━━━ Given records
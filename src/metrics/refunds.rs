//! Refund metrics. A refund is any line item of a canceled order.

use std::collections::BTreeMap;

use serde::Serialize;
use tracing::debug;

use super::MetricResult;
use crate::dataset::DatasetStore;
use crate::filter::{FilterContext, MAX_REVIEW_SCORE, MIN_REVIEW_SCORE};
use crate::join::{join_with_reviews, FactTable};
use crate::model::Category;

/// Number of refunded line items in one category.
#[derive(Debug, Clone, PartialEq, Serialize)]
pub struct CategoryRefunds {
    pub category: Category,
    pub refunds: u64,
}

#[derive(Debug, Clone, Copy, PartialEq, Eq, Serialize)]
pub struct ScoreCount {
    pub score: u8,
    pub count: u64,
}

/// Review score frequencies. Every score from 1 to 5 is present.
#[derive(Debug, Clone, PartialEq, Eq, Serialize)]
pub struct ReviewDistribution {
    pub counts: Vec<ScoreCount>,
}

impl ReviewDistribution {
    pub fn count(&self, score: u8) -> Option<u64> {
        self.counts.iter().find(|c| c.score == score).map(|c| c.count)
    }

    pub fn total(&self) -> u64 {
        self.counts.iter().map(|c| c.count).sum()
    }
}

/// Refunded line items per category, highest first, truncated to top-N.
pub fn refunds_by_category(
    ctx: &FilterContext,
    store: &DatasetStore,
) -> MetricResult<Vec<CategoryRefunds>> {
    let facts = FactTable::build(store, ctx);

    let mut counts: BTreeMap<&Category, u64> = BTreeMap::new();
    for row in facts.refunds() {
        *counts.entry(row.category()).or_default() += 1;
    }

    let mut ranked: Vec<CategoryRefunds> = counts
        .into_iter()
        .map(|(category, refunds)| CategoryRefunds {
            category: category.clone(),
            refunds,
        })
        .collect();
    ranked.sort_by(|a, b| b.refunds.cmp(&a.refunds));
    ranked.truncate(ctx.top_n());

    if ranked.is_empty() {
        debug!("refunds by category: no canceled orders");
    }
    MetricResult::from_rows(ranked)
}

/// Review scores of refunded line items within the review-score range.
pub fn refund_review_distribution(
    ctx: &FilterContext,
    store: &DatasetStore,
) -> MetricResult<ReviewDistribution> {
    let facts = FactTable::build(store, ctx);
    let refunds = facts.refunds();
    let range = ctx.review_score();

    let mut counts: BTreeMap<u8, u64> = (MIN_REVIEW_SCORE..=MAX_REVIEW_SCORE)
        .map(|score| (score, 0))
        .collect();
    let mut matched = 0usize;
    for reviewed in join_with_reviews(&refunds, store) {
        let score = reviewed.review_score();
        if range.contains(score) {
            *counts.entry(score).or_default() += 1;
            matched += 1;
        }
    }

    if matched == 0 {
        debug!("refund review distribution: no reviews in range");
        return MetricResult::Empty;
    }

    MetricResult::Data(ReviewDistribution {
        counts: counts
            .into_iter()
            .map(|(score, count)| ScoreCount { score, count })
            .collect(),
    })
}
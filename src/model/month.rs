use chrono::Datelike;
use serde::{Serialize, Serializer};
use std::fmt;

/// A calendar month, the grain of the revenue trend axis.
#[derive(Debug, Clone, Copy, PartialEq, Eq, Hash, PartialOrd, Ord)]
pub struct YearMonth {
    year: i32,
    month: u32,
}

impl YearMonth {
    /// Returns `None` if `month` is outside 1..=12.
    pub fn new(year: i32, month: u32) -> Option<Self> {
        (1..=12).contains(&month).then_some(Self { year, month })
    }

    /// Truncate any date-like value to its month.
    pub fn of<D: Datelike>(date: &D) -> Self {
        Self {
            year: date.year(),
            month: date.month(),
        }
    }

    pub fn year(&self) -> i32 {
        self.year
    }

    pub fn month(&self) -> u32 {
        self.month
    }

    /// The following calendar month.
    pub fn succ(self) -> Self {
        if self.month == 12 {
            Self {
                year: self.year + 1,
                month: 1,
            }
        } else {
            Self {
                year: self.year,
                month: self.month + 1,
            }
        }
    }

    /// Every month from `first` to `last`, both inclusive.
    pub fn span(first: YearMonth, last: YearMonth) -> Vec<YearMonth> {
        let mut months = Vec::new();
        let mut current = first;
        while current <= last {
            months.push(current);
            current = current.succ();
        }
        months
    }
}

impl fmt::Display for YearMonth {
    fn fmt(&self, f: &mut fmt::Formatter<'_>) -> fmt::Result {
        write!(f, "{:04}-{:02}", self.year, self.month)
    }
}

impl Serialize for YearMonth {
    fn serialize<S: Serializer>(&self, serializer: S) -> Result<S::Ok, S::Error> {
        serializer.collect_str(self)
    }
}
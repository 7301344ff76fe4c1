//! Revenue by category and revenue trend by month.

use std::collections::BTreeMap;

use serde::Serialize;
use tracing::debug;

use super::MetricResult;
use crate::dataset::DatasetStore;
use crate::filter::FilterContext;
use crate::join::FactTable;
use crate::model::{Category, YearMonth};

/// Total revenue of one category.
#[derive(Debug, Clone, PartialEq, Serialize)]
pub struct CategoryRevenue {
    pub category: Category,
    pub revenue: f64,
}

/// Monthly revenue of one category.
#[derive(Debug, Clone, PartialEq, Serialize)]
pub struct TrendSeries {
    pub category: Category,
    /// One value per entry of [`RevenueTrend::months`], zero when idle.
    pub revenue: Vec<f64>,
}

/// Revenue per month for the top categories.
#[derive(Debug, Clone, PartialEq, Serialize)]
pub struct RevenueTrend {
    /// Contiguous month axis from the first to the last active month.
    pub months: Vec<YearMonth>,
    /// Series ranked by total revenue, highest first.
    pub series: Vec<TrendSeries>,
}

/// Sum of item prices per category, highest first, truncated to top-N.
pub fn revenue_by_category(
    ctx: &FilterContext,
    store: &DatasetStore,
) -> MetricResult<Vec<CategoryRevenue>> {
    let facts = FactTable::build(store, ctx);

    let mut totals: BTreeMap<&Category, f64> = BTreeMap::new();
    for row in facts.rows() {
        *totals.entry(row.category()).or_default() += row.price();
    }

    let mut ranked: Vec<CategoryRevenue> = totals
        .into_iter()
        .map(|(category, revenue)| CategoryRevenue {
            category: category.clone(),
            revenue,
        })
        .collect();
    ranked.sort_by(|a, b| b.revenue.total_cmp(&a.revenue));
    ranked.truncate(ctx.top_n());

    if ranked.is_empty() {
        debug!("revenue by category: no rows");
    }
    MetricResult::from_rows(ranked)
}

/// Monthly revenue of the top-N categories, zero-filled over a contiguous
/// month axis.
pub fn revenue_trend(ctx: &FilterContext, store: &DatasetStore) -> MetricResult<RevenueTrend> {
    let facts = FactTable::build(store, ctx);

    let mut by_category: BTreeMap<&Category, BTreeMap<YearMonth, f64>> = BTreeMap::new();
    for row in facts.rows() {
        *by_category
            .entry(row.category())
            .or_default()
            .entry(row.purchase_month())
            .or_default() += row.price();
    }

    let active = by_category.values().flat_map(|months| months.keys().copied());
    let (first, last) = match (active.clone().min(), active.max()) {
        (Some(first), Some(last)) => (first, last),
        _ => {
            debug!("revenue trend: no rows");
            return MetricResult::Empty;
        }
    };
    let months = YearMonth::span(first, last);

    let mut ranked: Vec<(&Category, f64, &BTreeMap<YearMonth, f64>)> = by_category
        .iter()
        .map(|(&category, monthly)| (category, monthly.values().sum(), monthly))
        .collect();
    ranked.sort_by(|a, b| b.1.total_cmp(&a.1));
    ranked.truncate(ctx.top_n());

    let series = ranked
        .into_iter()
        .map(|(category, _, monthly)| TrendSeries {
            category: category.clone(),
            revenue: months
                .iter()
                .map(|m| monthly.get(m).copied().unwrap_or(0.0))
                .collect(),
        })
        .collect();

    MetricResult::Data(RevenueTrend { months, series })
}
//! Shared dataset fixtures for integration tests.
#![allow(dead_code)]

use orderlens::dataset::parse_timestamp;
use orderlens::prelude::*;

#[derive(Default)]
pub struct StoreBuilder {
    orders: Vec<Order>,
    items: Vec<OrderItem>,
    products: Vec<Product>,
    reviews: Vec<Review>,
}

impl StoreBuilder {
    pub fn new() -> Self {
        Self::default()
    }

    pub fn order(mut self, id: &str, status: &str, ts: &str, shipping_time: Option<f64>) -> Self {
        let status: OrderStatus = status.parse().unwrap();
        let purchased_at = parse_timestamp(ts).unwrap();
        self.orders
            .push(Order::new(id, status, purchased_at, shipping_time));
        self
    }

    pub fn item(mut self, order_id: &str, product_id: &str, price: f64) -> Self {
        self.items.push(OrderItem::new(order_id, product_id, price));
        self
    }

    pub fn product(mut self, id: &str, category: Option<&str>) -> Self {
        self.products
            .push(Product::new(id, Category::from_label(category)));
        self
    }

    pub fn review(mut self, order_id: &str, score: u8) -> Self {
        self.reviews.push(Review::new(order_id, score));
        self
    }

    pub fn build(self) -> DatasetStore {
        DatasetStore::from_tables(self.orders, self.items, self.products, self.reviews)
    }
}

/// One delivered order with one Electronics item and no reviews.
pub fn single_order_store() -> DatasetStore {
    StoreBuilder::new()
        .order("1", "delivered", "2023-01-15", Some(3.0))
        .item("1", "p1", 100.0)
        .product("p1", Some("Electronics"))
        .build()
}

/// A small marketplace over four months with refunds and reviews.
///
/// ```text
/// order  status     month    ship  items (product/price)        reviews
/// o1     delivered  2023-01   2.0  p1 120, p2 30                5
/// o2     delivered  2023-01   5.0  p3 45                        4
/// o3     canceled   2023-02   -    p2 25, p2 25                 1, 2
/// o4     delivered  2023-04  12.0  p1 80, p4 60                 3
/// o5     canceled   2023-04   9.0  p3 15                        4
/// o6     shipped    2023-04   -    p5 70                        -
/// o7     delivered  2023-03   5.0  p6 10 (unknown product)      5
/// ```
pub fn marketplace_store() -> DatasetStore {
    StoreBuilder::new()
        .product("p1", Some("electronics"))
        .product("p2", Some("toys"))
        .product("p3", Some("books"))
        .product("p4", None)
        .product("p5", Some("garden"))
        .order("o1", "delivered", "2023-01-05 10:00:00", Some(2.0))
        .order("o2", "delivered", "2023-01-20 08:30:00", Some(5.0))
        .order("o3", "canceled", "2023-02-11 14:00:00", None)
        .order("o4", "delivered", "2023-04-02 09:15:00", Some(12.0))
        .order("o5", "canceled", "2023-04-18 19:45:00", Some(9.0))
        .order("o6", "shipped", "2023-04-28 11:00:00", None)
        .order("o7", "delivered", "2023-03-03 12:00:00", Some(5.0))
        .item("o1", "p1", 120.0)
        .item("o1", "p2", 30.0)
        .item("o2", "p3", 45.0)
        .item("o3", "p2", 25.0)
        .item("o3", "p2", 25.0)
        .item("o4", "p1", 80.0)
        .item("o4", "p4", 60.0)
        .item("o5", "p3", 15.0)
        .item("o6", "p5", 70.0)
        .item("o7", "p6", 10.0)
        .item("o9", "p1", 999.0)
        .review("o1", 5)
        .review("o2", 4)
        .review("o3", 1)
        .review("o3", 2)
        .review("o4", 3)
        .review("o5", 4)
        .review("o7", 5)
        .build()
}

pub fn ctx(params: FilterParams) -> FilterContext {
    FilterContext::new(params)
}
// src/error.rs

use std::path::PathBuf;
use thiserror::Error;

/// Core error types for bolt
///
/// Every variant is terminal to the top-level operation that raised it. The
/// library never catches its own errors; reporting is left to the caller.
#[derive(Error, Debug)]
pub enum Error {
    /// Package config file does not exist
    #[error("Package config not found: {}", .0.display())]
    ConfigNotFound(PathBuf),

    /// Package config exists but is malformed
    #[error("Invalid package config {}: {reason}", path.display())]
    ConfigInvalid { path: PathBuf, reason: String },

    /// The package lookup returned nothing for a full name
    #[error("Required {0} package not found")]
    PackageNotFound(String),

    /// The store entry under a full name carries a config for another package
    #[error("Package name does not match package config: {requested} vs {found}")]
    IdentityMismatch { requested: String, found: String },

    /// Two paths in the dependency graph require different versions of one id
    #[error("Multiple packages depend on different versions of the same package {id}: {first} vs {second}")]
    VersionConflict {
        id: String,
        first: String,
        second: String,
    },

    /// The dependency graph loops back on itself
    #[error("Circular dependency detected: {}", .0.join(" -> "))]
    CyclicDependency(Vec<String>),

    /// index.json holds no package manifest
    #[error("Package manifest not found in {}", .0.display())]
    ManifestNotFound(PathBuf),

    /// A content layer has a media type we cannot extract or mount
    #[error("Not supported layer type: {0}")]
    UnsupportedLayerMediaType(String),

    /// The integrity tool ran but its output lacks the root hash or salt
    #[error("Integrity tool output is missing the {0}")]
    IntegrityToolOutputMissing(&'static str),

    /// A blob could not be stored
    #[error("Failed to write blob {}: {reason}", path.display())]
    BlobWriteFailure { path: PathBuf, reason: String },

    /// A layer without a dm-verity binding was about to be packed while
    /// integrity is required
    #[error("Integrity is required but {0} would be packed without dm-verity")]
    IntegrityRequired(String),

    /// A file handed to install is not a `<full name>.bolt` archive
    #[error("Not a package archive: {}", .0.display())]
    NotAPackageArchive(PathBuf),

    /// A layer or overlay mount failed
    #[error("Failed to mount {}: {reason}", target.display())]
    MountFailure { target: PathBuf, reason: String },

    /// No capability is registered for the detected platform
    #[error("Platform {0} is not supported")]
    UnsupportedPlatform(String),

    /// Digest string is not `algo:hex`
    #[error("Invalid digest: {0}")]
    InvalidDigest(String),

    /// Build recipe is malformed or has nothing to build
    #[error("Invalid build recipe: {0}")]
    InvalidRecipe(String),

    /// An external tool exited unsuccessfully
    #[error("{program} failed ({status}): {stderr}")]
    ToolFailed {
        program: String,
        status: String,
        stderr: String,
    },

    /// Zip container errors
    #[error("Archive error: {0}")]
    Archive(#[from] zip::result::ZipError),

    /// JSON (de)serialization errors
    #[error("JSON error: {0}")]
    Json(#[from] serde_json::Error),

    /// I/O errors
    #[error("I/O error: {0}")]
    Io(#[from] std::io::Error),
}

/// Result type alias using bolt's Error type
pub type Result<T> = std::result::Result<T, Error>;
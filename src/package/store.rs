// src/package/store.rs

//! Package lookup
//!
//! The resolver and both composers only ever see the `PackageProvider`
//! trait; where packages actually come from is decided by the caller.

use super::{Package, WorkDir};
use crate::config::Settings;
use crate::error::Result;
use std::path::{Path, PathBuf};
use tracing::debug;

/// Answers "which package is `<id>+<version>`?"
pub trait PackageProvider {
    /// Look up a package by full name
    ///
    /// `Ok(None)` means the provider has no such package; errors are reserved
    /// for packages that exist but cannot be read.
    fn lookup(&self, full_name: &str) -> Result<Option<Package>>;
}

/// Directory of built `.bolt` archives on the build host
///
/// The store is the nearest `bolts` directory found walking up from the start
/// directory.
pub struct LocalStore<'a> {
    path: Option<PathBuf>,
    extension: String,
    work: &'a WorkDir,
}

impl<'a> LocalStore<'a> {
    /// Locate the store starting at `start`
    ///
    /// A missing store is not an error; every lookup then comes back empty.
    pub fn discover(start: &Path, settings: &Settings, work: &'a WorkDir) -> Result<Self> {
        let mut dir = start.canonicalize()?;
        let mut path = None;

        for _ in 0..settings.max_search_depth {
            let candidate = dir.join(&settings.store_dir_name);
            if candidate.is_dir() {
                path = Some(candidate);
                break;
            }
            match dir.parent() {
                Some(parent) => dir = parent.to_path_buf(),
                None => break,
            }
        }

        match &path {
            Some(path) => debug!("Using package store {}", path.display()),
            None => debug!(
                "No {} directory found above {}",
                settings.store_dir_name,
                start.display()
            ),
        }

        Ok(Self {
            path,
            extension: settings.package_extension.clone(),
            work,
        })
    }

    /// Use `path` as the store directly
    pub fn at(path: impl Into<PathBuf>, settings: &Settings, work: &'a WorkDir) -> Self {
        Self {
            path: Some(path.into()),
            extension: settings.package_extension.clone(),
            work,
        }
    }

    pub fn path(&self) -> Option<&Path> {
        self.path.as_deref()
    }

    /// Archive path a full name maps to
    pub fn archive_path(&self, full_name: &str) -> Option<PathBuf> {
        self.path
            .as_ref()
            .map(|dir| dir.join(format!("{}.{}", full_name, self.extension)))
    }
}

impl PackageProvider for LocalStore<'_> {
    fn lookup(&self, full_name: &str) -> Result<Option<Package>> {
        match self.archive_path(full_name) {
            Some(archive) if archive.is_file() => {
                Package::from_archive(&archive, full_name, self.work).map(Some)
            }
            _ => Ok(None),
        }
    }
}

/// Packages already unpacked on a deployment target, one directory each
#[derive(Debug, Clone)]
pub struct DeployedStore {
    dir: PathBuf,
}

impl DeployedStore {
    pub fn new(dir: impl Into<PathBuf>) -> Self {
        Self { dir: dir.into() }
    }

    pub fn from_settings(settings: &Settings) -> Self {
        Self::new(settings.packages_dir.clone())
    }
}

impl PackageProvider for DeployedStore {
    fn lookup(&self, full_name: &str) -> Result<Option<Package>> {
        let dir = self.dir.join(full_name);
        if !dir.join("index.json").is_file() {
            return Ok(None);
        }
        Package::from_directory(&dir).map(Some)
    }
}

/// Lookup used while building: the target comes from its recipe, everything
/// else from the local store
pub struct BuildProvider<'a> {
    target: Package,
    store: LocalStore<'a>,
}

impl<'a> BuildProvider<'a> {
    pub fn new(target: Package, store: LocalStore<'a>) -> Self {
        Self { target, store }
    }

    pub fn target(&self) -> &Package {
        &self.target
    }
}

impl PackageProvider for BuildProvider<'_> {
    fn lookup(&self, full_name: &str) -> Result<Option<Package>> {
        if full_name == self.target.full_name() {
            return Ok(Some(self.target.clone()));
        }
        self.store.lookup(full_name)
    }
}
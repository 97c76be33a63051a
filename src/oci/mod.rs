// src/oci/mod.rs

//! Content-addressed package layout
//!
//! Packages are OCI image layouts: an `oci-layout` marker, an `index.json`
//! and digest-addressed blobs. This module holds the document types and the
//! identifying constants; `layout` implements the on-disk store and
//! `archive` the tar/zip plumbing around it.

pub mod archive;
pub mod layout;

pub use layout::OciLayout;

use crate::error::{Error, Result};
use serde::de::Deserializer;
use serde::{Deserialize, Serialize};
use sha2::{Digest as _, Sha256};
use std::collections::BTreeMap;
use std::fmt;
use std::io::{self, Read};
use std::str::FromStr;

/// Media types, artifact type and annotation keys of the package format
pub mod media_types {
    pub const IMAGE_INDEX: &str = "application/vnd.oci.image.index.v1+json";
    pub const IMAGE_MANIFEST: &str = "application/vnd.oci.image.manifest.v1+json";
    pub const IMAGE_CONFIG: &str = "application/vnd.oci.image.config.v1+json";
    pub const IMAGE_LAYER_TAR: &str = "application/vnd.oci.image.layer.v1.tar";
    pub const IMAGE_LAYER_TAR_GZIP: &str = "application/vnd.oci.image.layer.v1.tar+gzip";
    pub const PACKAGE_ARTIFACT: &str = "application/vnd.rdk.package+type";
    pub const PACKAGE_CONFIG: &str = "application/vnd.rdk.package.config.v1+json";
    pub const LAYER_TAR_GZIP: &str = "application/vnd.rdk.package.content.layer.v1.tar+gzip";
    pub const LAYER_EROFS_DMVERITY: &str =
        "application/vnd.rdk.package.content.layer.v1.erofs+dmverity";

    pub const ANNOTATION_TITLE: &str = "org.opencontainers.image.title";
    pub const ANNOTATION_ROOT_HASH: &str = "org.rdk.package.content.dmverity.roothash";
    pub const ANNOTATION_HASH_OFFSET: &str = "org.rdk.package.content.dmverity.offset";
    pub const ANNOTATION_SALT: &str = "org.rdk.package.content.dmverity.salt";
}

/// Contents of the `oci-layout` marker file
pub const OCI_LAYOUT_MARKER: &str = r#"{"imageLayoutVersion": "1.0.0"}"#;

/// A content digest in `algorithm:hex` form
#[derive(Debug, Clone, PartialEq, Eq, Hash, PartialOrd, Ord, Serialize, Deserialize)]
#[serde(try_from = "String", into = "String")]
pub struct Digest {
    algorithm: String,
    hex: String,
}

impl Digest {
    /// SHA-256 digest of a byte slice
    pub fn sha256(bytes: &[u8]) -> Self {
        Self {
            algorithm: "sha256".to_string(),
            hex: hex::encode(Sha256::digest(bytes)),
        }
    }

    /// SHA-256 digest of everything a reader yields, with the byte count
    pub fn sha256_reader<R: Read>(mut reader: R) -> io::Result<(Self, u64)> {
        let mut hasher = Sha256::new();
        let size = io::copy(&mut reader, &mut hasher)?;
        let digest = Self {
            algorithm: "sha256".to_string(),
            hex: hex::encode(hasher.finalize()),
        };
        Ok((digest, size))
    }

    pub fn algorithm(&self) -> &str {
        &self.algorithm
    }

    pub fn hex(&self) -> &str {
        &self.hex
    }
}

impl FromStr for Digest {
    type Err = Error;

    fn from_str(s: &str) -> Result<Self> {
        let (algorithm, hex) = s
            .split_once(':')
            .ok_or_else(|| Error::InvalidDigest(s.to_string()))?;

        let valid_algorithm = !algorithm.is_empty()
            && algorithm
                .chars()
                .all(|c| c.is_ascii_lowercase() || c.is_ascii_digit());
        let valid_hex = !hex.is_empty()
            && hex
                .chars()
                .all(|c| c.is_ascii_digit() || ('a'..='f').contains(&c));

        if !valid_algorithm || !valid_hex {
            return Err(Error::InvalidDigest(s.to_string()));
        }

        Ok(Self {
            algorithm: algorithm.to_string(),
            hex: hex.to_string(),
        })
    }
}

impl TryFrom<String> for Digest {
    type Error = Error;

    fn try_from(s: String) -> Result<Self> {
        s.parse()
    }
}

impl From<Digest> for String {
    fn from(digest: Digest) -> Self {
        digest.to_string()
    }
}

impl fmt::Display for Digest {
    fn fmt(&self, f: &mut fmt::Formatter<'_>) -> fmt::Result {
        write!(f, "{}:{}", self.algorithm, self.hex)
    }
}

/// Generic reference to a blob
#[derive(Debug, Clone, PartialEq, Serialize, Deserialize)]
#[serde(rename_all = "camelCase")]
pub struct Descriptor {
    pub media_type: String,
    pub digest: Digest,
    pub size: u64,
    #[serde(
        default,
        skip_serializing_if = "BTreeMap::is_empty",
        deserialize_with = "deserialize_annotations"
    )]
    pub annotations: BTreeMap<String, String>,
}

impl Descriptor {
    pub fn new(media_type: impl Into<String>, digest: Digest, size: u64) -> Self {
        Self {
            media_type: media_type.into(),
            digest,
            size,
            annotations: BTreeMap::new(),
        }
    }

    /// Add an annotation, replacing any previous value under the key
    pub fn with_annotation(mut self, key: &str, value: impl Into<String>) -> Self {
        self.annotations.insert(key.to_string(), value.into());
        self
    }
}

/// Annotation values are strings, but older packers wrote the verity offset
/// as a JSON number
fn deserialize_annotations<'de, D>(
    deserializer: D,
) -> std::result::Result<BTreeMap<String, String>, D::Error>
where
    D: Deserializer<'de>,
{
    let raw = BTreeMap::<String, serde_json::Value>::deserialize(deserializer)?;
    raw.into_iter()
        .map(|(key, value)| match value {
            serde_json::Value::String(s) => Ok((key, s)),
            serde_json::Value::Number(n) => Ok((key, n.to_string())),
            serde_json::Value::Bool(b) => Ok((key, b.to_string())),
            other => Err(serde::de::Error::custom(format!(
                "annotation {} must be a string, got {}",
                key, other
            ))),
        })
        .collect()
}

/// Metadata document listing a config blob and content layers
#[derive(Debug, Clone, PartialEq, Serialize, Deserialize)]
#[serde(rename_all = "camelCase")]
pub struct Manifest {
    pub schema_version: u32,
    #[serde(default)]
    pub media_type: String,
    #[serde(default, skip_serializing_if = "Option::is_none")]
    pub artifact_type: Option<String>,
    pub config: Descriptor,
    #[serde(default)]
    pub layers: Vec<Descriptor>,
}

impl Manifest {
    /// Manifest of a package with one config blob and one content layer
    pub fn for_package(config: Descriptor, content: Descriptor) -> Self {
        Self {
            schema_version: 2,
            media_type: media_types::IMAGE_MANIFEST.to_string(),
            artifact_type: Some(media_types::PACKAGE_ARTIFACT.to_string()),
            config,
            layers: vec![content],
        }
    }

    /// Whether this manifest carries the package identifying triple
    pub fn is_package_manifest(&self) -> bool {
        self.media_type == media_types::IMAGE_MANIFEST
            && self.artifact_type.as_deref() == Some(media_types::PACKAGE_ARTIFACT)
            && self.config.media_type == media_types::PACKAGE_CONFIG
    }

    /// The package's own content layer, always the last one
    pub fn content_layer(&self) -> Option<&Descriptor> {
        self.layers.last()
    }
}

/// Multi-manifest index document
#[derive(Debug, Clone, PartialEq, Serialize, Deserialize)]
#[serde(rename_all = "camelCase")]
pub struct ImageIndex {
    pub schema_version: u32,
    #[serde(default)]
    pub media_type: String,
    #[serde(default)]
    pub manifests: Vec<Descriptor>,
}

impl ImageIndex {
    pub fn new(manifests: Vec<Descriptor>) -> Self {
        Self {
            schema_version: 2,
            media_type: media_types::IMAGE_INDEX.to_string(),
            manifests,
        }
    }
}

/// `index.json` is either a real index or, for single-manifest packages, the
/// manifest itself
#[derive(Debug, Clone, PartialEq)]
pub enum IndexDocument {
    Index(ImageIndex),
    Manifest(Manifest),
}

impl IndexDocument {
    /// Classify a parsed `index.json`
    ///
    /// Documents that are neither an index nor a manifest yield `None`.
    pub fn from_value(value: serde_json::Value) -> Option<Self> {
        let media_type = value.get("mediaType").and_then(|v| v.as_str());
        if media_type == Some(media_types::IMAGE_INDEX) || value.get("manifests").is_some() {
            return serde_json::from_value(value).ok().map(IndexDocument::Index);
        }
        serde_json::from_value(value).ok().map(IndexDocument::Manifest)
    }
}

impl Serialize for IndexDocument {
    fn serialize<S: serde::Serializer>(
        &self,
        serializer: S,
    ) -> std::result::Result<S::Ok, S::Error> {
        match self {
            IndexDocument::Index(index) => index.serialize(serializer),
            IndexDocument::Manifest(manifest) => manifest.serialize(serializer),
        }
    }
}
━━━━━━
### Problem description:
Wherever the word "months" appears in the entries above, copy that line.

### Exercise response:
        let mut months = Vec::new();
            months.push(current);
        months
    /// One value per entry of [`RevenueTrend::months`], zero when idle.
    pub months: Vec<YearMonth>,
    let active = by_category.values().flat_map(|months| months.keys().copied());
    let months = YearMonth::span(first, last);
            revenue: months
    MetricResult::Data(RevenueTrend { months, series })
/// A small marketplace over four months with refunds and reviews.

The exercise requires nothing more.